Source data
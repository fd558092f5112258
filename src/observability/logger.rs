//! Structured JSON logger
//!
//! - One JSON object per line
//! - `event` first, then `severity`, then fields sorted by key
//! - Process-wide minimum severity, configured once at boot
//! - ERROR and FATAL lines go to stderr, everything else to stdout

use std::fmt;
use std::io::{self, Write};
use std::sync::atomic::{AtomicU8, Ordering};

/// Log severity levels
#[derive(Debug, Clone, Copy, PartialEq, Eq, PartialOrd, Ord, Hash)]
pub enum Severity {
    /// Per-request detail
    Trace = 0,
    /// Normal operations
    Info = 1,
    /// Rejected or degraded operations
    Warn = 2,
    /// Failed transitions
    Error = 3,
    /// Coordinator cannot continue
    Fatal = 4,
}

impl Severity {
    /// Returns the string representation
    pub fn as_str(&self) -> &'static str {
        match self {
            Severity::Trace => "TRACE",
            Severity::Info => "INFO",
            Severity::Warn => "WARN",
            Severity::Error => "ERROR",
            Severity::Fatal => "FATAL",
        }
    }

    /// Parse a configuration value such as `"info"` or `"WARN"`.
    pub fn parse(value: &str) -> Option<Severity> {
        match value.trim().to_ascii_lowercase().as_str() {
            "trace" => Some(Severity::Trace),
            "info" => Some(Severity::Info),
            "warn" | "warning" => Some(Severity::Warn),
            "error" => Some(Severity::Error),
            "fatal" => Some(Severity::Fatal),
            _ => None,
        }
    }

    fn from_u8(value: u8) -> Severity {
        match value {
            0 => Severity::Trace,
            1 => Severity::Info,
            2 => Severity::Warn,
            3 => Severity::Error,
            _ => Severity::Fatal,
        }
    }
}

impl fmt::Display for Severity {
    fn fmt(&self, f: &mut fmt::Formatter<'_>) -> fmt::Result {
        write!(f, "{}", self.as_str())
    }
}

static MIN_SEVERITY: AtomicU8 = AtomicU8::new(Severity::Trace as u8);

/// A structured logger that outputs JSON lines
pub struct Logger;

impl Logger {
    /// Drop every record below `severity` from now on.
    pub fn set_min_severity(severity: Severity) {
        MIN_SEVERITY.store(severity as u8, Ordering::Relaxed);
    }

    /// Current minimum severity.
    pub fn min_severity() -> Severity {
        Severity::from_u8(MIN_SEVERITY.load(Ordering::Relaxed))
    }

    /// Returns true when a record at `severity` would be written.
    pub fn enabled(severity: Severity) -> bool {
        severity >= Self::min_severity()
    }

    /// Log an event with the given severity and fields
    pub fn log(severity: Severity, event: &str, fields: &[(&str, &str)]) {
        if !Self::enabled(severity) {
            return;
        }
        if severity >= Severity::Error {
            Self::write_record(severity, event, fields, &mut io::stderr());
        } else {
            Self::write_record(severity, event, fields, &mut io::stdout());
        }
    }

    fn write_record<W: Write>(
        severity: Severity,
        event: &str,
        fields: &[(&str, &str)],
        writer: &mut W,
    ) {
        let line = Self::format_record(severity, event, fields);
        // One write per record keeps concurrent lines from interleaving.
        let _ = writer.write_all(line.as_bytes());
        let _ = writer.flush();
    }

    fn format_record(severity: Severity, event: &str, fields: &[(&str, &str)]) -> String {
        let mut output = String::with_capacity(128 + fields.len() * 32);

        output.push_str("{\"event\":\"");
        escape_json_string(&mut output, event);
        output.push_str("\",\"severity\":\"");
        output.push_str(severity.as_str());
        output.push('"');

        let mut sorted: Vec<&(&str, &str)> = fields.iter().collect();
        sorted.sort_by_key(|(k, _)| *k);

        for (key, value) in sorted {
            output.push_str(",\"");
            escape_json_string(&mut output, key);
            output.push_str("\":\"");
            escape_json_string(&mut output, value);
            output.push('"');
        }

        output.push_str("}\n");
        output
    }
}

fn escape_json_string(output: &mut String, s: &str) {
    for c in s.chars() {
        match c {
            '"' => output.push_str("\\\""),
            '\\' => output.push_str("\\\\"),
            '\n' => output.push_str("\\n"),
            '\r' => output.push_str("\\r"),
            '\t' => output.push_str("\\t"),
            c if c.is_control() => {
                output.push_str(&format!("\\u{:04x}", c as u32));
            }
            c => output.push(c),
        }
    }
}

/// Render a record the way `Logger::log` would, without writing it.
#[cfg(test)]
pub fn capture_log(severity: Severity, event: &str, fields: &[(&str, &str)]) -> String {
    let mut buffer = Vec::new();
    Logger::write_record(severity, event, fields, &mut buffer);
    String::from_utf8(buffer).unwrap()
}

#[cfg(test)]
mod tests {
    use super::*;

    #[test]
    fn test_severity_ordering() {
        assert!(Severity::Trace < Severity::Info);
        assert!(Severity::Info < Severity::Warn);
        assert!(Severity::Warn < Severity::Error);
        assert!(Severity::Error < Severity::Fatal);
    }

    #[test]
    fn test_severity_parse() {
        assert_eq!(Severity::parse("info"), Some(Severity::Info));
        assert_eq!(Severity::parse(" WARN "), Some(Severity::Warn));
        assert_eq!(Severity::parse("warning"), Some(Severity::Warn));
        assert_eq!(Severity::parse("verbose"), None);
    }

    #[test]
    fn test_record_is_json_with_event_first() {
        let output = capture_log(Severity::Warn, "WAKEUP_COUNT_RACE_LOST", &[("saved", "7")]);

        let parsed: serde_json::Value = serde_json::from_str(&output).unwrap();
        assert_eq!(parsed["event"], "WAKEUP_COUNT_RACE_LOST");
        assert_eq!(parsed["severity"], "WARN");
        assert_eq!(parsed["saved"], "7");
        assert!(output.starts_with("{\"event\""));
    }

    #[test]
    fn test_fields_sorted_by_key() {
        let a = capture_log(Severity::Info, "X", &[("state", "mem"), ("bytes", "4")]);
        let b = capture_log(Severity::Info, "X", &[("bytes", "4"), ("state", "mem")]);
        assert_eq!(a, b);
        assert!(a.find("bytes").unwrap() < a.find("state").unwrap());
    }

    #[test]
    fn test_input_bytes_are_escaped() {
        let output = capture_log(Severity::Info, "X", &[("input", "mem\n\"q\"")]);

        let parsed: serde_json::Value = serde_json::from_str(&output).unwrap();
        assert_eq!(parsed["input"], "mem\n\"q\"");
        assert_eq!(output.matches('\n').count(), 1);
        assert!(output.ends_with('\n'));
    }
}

GOAL OF THE EXERCISE – Lines from the beginning of the data above through the line containing "pub enum Severity" are to be returned exactly, and no others.

ANSWER FOR THE TASK –
repository fd558092f5112258
filename src/observability/logger.rs
//! Structured JSON logger
//!
//! - One JSON object per line
//! - `event` first, then `severity`, then fields sorted by key
//! - Process-wide minimum severity, configured once at boot
//! - ERROR and FATAL lines go to stderr, everything else to stdout

use std::fmt;
use std::io::{self, Write};
use std::sync::atomic::{AtomicU8, Ordering};

/// Log severity levels
#[derive(Debug, Clone, Copy, PartialEq, Eq, PartialOrd, Ord, Hash)]
pub enum Severity {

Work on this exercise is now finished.